**Exercise:**
Count, in the entries, the lines with "into". Answer with the number only.

**Saved data entries:**
=== Begin Enclosure ===

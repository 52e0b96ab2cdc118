use std::path::{Path, PathBuf};

use glam::{Vec3, Vec4};

/// Surface properties shared by blocks and spheres, referenced by index.
#[derive(Debug, Clone, PartialEq)]
pub struct Material {
    /// Base color, each channel in 0..=1.
    pub color: Vec3,
    /// Diffuse scattering weight.
    pub diffuse: f32,
    /// Glass transmission weight.
    pub glass: f32,
    /// Reflectivity of the glass component.
    pub glass_reflectivity: f32,
    /// Rectangle (x, y, width, height) into the shared albedo/normal atlas.
    pub uv_rect: Vec4,
    /// Emissive surfaces are light sources and receive no shading.
    pub emissive: bool,
}

/// Collision-response semantics of a primitive, resolved from its tag string
/// once at parse time.
#[derive(Debug, Clone, PartialEq, Eq)]
pub enum Trigger {
    /// Plain solid geometry (empty tag).
    Solid,
    /// Launches the player upward instead of stopping them.
    JumpPad,
    /// Kills the player on contact; they respawn at the spawn point.
    Hazard,
    /// Unrecognized tag, kept verbatim. Collides like a solid.
    Custom(String),
}

impl Trigger {
    pub fn from_tag(tag: &str) -> Self {
        match tag {
            "" => Trigger::Solid,
            "jump_pad" => Trigger::JumpPad,
            "laser" => Trigger::Hazard,
            other => Trigger::Custom(other.to_string()),
        }
    }

    /// The tag string this trigger was parsed from.
    pub fn tag(&self) -> &str {
        match self {
            Trigger::Solid => "",
            Trigger::JumpPad => "jump_pad",
            Trigger::Hazard => "laser",
            Trigger::Custom(tag) => tag,
        }
    }
}

/// Axis-aligned box primitive.
#[derive(Debug, Clone, PartialEq)]
pub struct Block {
    /// Minimum corner.
    pub position: Vec3,
    /// Extent along each axis (width, height, length).
    pub size: Vec3,
    /// Index into [`Scene::materials`].
    pub material: usize,
    pub trigger: Trigger,
}

#[derive(Debug, Clone, PartialEq)]
pub struct Sphere {
    /// Center.
    pub position: Vec3,
    pub radius: f32,
    /// Index into [`Scene::materials`].
    pub material: usize,
    pub trigger: Trigger,
}

/// Resolved paths of the three textures a scene samples.
#[derive(Debug, Clone, PartialEq)]
pub struct TextureRefs {
    pub albedo: PathBuf,
    pub normal: PathBuf,
    pub skybox: PathBuf,
}

impl TextureRefs {
    pub(crate) fn resolve(dir: &Path, albedo: &str, normal: &str, skybox: &str) -> Self {
        Self {
            albedo: dir.join(albedo),
            normal: dir.join(normal),
            skybox: dir.join(skybox),
        }
    }
}

/// An immutable scene: materials plus the primitives that reference them.
///
/// Invariant: every `material` index in `blocks` and `spheres` is a valid
/// index into `materials` (checked at parse time).
#[derive(Debug, Clone, PartialEq)]
pub struct Scene {
    pub materials: Vec<Material>,
    pub blocks: Vec<Block>,
    pub spheres: Vec<Sphere>,
    pub textures: TextureRefs,
}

=== End Enclosure ===

**Response for this exercise:**
4